C’est ainsi que le site de la commune de Romagnat (Puy-de-Dôme, 63) héberge plusieurs vidéos de sensibilisation aux techniques alternatives, sur un ton à la fois ironique et pédagogique, visant à changer certaines façons « archaïques » de penser.

A Latresne, où il a été décidé de passer à un cimetière paysagé, des panneaux ont été installés aux alentours du lieu afin d’expliquer la démarche à des habitants qui pouvaient être surpris de voir l’herbe gagner du terrain dans les allées.

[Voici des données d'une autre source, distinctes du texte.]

use std::collections::BTreeMap;

use chrono::{DateTime, Utc};
use serde::{Deserialize, Serialize};
use uuid::Uuid;

use crate::domain::proposal::ProposalId;

#[derive(Clone, Copy, Debug, PartialEq, Eq, Serialize, Deserialize)]
#[serde(rename_all = "snake_case")]
pub enum AuditCategory {
    Proposal,
    Pricing,
    Approval,
    Catalog,
    Identity,
    System,
}

impl AuditCategory {
    pub fn as_str(&self) -> &'static str {
        match self {
            Self::Proposal => "proposal",
            Self::Pricing => "pricing",
            Self::Approval => "approval",
            Self::Catalog => "catalog",
            Self::Identity => "identity",
            Self::System => "system",
        }
    }
}

#[derive(Clone, Copy, Debug, PartialEq, Eq, Serialize, Deserialize)]
#[serde(rename_all = "snake_case")]
pub enum AuditOutcome {
    Success,
    Rejected,
    Failed,
}

impl AuditOutcome {
    pub fn as_str(&self) -> &'static str {
        match self {
            Self::Success => "success",
            Self::Rejected => "rejected",
            Self::Failed => "failed",
        }
    }
}

#[derive(Clone, Debug, PartialEq, Eq, Serialize, Deserialize)]
pub struct AuditEvent {
    pub event_id: String,
    pub proposal_id: Option<ProposalId>,
    pub correlation_id: String,
    pub event_type: String,
    pub category: AuditCategory,
    pub actor: String,
    pub outcome: AuditOutcome,
    pub metadata: BTreeMap<String, String>,
    pub occurred_at: DateTime<Utc>,
}

impl AuditEvent {
    pub fn new(
        proposal_id: Option<ProposalId>,
        correlation_id: impl Into<String>,
        event_type: impl Into<String>,
        category: AuditCategory,
        actor: impl Into<String>,
        outcome: AuditOutcome,
    ) -> Self {
        Self {
            event_id: Uuid::new_v4().to_string(),
            proposal_id,
            correlation_id: correlation_id.into(),
            event_type: event_type.into(),
            category,
            actor: actor.into(),
            outcome,
            metadata: BTreeMap::new(),
            occurred_at: Utc::now(),
        }
    }

    pub fn with_metadata(mut self, key: impl Into<String>, value: impl ToString) -> Self {
        self.metadata.insert(key.into(), value.to_string());
        self
    }
}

De la même manière, près de l’étang des sources, des panneaux explicatifs ont été installés afin de sensibiliser à la démarche de protection de la biodiversité qui a notamment conduit à instaurer des « fauchages différenciés ». Des réunions d’information, une exposition sur le thème « zéro pesticide » en partenariat avec le CAUE et l’implication d’associations ont permis d’assurer une bonne transmission de l’information et une bonne compréhension de la démarche.

Après 2017 et l’interdiction de l’utilisation de produits phytosanitaires dans les espaces publics, 2019 marquera la fin de l’autorisation de ces produits dans les jardins. A Latresne comme ailleurs, le travail d’information des habitants ne va pas tarder à commencer afin de ne pas prendre les habitants de court.